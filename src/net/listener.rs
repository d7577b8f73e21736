//! TCP listeners and the acceptor queue.
//!
//! The listener owns a bound socket plus a queue of parked accept
//! op-states and the signed `pending` counter: non-negative counts
//! readiness the kernel signalled beyond what acceptors consumed; negative
//! encodes the configured backlog and the fact that `listen` has not run
//! yet. The first registered acceptor starts listening; a listen failure
//! is delivered synchronously to that acceptor.
//!
//! A waiter whose once-flag was claimed by cancellation stays queued until
//! its stop operation unlinks it; readiness dispatch skips it. A
//! connection accepted in the same race window is stashed and handed to
//! the next acceptor.

use std::collections::VecDeque;
use std::io;
use std::net::TcpStream;
use std::os::fd::AsRawFd;
use std::sync::atomic::Ordering;
use std::sync::Arc;

use parking_lot::Mutex;
use socket2::{Socket, Type};

use crate::algorithms::close::CloseableResource;
use crate::algorithms::{AcceptSender, Acceptor, AsyncDrop, AsyncValue, BoundResource, CloseSender};
use crate::error::{OsErrc, OsError};
use crate::event_loop::op::OnceFlag;
use crate::event_loop::{EventLoop, LoopShared, Scheduler};
use crate::net::addr::Endpoint;
use crate::net::tcp::TcpSocket;
use crate::os::io::{next_io_id, AfterReady, IoEntry, ReadyHandler};
use crate::os::poller::Interest;
use crate::stop::StopGuard;

/// Backlog used when a listener is created implicitly by `bind_to`.
const DEFAULT_BACKLOG: u32 = 128;

/// One parked accept op-state.
pub(crate) struct AcceptParked {
    pub(crate) id: u64,
    pub(crate) flag: Arc<OnceFlag>,
    pub(crate) guard: Option<StopGuard>,
    pub(crate) waiter: Box<dyn AcceptWaiter>,
}

impl AcceptParked {
    fn accepted(self, stream: TcpStream) {
        drop(self.guard);
        self.waiter.accepted(stream);
    }

    fn failed(self, error: OsError) {
        drop(self.guard);
        self.waiter.failed(error);
    }

    pub(crate) fn stopped(self) {
        drop(self.guard);
        self.waiter.stopped();
    }
}

/// Completion interface of a parked accept.
pub(crate) trait AcceptWaiter: Send + 'static {
    fn accepted(self: Box<Self>, stream: TcpStream);
    fn failed(self: Box<Self>, error: OsError);
    fn stopped(self: Box<Self>);
}

struct ListenerSt {
    sock: Option<Socket>,
    closed: bool,
    /// `>= 0`: readiness beyond what acceptors consumed; `< 0`: negative
    /// backlog, listening not yet started.
    pending: i32,
    waiters: VecDeque<AcceptParked>,
    /// Connections accepted while every waiter was claimed by
    /// cancellation.
    stash: VecDeque<TcpStream>,
    watch_id: Option<u64>,
    armed: bool,
}

impl ListenerSt {
    /// Claims and removes the first waiter cancellation has not touched.
    fn take_claimable(&mut self) -> Option<AcceptParked> {
        let mut idx = 0;
        while idx < self.waiters.len() {
            if self.waiters[idx].flag.claim() {
                return self.waiters.remove(idx);
            }
            idx += 1;
        }
        None
    }

    fn has_claimable(&self) -> bool {
        self.waiters.iter().any(|p| !p.flag.claimed())
    }
}

pub(crate) struct ListenerInner {
    lp: Arc<LoopShared>,
    st: Mutex<ListenerSt>,
}

/// A TCP listener bound to one loop.
///
/// Listening starts lazily with the first accept. Must be closed exactly
/// once before the loop is dropped.
#[derive(Clone)]
pub struct TcpListener {
    inner: Arc<ListenerInner>,
}

enum Registered {
    Accepted(AcceptParked, TcpStream),
    Failed(AcceptParked, OsError),
    Queued,
}

impl TcpListener {
    /// Binds a listener to `endpoint` with the given backlog. `listen`
    /// itself runs when the first accept registers.
    ///
    /// # Errors
    ///
    /// Surfaces the OS error from socket creation or bind.
    pub fn bind(
        lp: &EventLoop,
        endpoint: impl Into<Endpoint>,
        backlog: u32,
    ) -> Result<Self, OsError> {
        Self::bind_shared(lp.shared().clone(), &endpoint.into(), backlog)
    }

    pub(crate) fn bind_shared(
        lp: Arc<LoopShared>,
        endpoint: &Endpoint,
        backlog: u32,
    ) -> Result<Self, OsError> {
        let sock = Socket::new(endpoint.domain(), Type::STREAM, None)
            .map_err(|e| OsError::from_io(&e))?;
        sock.set_reuse_address(true)
            .map_err(|e| OsError::from_io(&e))?;
        sock.set_nonblocking(true)
            .map_err(|e| OsError::from_io(&e))?;
        sock.bind(&endpoint.socket_addr().into())
            .map_err(|e| OsError::from_io(&e))?;
        lp.handles.fetch_add(1, Ordering::AcqRel);
        let backlog = i32::try_from(backlog.max(1)).unwrap_or(i32::MAX);
        Ok(Self {
            inner: Arc::new(ListenerInner {
                lp,
                st: Mutex::new(ListenerSt {
                    sock: Some(sock),
                    closed: false,
                    pending: -backlog,
                    waiters: VecDeque::new(),
                    stash: VecDeque::new(),
                    watch_id: None,
                    armed: false,
                }),
            }),
        })
    }

    /// Sender accepting one connection into `socket`.
    #[must_use]
    pub fn accept(&self, socket: &TcpSocket) -> AcceptSender {
        AcceptSender::new(self.clone(), socket.clone())
    }

    /// Sender closing the listener. Closing twice panics.
    #[must_use]
    pub fn close(&self) -> CloseSender<TcpListener> {
        CloseSender::new(self.clone())
    }

    pub(crate) fn shared(&self) -> Arc<LoopShared> {
        self.inner.lp.clone()
    }

    /// Registers an accept op-state; runs on the loop thread.
    pub(crate) fn register_accept(&self, parked: AcceptParked) {
        let outcome = {
            let mut st = self.inner.st.lock();
            if st.closed {
                Registered::Failed(parked, OsError::new(OsErrc::OperationCanceled))
            } else if let Some(stream) = st.stash.pop_front() {
                Registered::Accepted(parked, stream)
            } else if st.pending > 0 {
                let sock = st.sock.as_ref().expect("open listener has a socket");
                match try_accept(sock) {
                    Ok(Some(stream)) => Registered::Accepted(parked, stream),
                    Ok(None) => {
                        st.pending = 0;
                        st.waiters.push_back(parked);
                        self.arm_locked(&mut st);
                        Registered::Queued
                    }
                    Err(e) => Registered::Failed(parked, e),
                }
            } else {
                st.waiters.push_back(parked);
                if st.pending < 0 {
                    let backlog = -st.pending;
                    let sock = st.sock.as_ref().expect("open listener has a socket");
                    match sock.listen(backlog) {
                        Ok(()) => {
                            st.pending = 0;
                            self.arm_locked(&mut st);
                            Registered::Queued
                        }
                        Err(e) => {
                            let parked = st.waiters.pop_back().expect("just pushed");
                            Registered::Failed(parked, OsError::from_io(&e))
                        }
                    }
                } else {
                    self.arm_locked(&mut st);
                    Registered::Queued
                }
            }
        };
        match outcome {
            Registered::Queued => {}
            Registered::Accepted(parked, stream) => {
                if parked.flag.claim() {
                    parked.accepted(stream);
                } else {
                    // Cancellation owns the waiter; keep both findable.
                    let mut st = self.inner.st.lock();
                    st.stash.push_back(stream);
                    st.waiters.push_back(parked);
                }
            }
            Registered::Failed(parked, error) => {
                if parked.flag.claim() {
                    parked.failed(error);
                } else {
                    self.inner.st.lock().waiters.push_back(parked);
                }
            }
        }
    }

    /// Attaches the stop guard to a still-parked accept.
    pub(crate) fn attach_guard(&self, id: u64, guard: StopGuard) {
        let mut st = self.inner.st.lock();
        if let Some(parked) = st.waiters.iter_mut().find(|p| p.id == id) {
            parked.guard = Some(guard);
        }
    }

    /// Unlinks a parked accept for its stop operation.
    pub(crate) fn cancel_accept(&self, id: u64) -> Option<AcceptParked> {
        let mut st = self.inner.st.lock();
        let pos = st.waiters.iter().position(|p| p.id == id)?;
        st.waiters.remove(pos)
    }

    fn arm_locked(&self, st: &mut ListenerSt) {
        if st.armed {
            return;
        }
        let Some(sock) = st.sock.as_ref() else {
            return;
        };
        let fd = sock.as_raw_fd();
        match st.watch_id {
            Some(id) => {
                if let Some(key) = self.inner.lp.io.lock().key_of(id) {
                    let _ = self
                        .inner
                        .lp
                        .poller
                        .rearm(fd, Interest::Readable, key.to_usize());
                    st.armed = true;
                }
            }
            None => {
                let id = next_io_id();
                let key = self.inner.lp.io.lock().insert(IoEntry {
                    id,
                    fd,
                    flag: Arc::new(OnceFlag::new()),
                    guard: None,
                    handler: Box::new(ListenerReady {
                        listener: self.clone(),
                    }),
                });
                match self
                    .inner
                    .lp
                    .poller
                    .register(fd, Interest::Readable, key.to_usize())
                {
                    Ok(()) => {
                        st.watch_id = Some(id);
                        st.armed = true;
                    }
                    Err(e) => {
                        tracing::warn!(error = %e, fd, "failed to watch listener");
                        let _ = self.inner.lp.io.lock().remove_key(key);
                    }
                }
            }
        }
    }
}

fn try_accept(sock: &Socket) -> Result<Option<TcpStream>, OsError> {
    loop {
        match sock.accept() {
            Ok((conn, _peer)) => {
                conn.set_nonblocking(true)
                    .map_err(|e| OsError::from_io(&e))?;
                return Ok(Some(conn.into()));
            }
            Err(e) if e.kind() == io::ErrorKind::WouldBlock => return Ok(None),
            // Per-connection failures are skipped, as the connection
            // callback skips error statuses.
            Err(e)
                if e.kind() == io::ErrorKind::Interrupted
                    || e.raw_os_error() == Some(libc::ECONNABORTED) => {}
            Err(e) => return Err(OsError::from_io(&e)),
        }
    }
}

/// Readiness watcher for a listening socket: completes parked acceptors,
/// or records positive `pending` when none wait.
struct ListenerReady {
    listener: TcpListener,
}

impl ReadyHandler for ListenerReady {
    fn ready(self: Box<Self>, _lp: &Arc<LoopShared>) -> AfterReady {
        let mut completions: Vec<Box<dyn FnOnce() + Send>> = Vec::new();
        let inner = self.listener.inner.clone();
        let outcome = {
            let mut st = inner.st.lock();
            loop {
                if st.closed {
                    st.armed = false;
                    break AfterReady::Park(self);
                }
                if !st.has_claimable() {
                    st.pending = st.pending.max(1);
                    st.armed = false;
                    break AfterReady::Park(self);
                }
                let sock = st.sock.as_ref().expect("open listener has a socket");
                match try_accept(sock) {
                    Ok(Some(stream)) => match st.take_claimable() {
                        Some(parked) => {
                            completions.push(Box::new(move || parked.accepted(stream)));
                        }
                        None => {
                            st.stash.push_back(stream);
                            st.armed = false;
                            break AfterReady::Park(self);
                        }
                    },
                    Ok(None) => break AfterReady::Rearm(self, Interest::Readable),
                    Err(e) => {
                        if let Some(parked) = st.take_claimable() {
                            completions.push(Box::new(move || parked.failed(e)));
                        }
                        break AfterReady::Rearm(self, Interest::Readable);
                    }
                }
            }
        };
        for complete in completions {
            complete();
        }
        outcome
    }

    fn cancelled(self: Box<Self>) {}

    fn aborted(self: Box<Self>) {}
}

impl CloseableResource for TcpListener {
    fn shared(&self) -> Arc<LoopShared> {
        self.inner.lp.clone()
    }

    fn close_now(&self) {
        let (sock, drained, watch_id) = {
            let mut st = self.inner.st.lock();
            assert!(!st.closed, "tcp listener closed twice");
            st.closed = true;
            let sock = st.sock.take();
            st.stash.clear();
            // Claimed waiters stay queued: their stop operations own them.
            let mut drained = Vec::new();
            let mut kept = VecDeque::new();
            for parked in st.waiters.drain(..) {
                if parked.flag.claim() {
                    drained.push(parked);
                } else {
                    kept.push_back(parked);
                }
            }
            st.waiters = kept;
            st.armed = false;
            (sock, drained, st.watch_id.take())
        };
        if let Some(id) = watch_id {
            let _ = self.inner.lp.io.lock().remove_id(id);
        }
        if let Some(sock) = &sock {
            self.inner.lp.poller.forget(sock.as_raw_fd());
        }
        drop(sock);
        self.inner.lp.handles.fetch_sub(1, Ordering::AcqRel);
        for parked in drained {
            parked.failed(OsError::new(OsErrc::OperationCanceled));
        }
    }
}

impl AsyncValue for TcpListener {}

impl AsyncDrop for TcpListener {
    type Dropper = CloseSender<TcpListener>;

    fn async_drop(this: Arc<Self>) -> Self::Dropper {
        CloseSender::new((*this).clone())
    }
}

impl BoundResource for TcpListener {
    fn bind_endpoint(scheduler: &Scheduler, endpoint: &Endpoint) -> Result<Self, OsError> {
        Self::bind_shared(scheduler.shared().clone(), endpoint, DEFAULT_BACKLOG)
    }
}

impl Acceptor for TcpListener {
    type Socket = TcpSocket;
    type Accept = AcceptSender;

    fn make_socket(&self) -> TcpSocket {
        TcpSocket::from_shared(self.inner.lp.clone())
    }

    fn accept_into(&self, socket: &TcpSocket) -> AcceptSender {
        self.accept(socket)
    }
}

impl std::fmt::Debug for TcpListener {
    fn fmt(&self, f: &mut std::fmt::Formatter<'_>) -> std::fmt::Result {
        let st = self.inner.st.lock();
        f.debug_struct("TcpListener")
            .field("pending", &st.pending)
            .field("waiters", &st.waiters.len())
            .finish()
    }
}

= = = = =

→ **EXERCISE REQUIREMENTS**
Output exactly the lines of the records from the first through the one bearing "stays queued until", both ends included.

→ **EXERCISE RESPONSE**
filename src/net/listener.rs
repository d7577b8f73e21736
//! TCP listeners and the acceptor queue.
//!
//! The listener owns a bound socket plus a queue of parked accept
//! op-states and the signed `pending` counter: non-negative counts
//! readiness the kernel signalled beyond what acceptors consumed; negative
//! encodes the configured backlog and the fact that `listen` has not run
//! yet. The first registered acceptor starts listening; a listen failure
//! is delivered synchronously to that acceptor.
//!
//! A waiter whose once-flag was claimed by cancellation stays queued until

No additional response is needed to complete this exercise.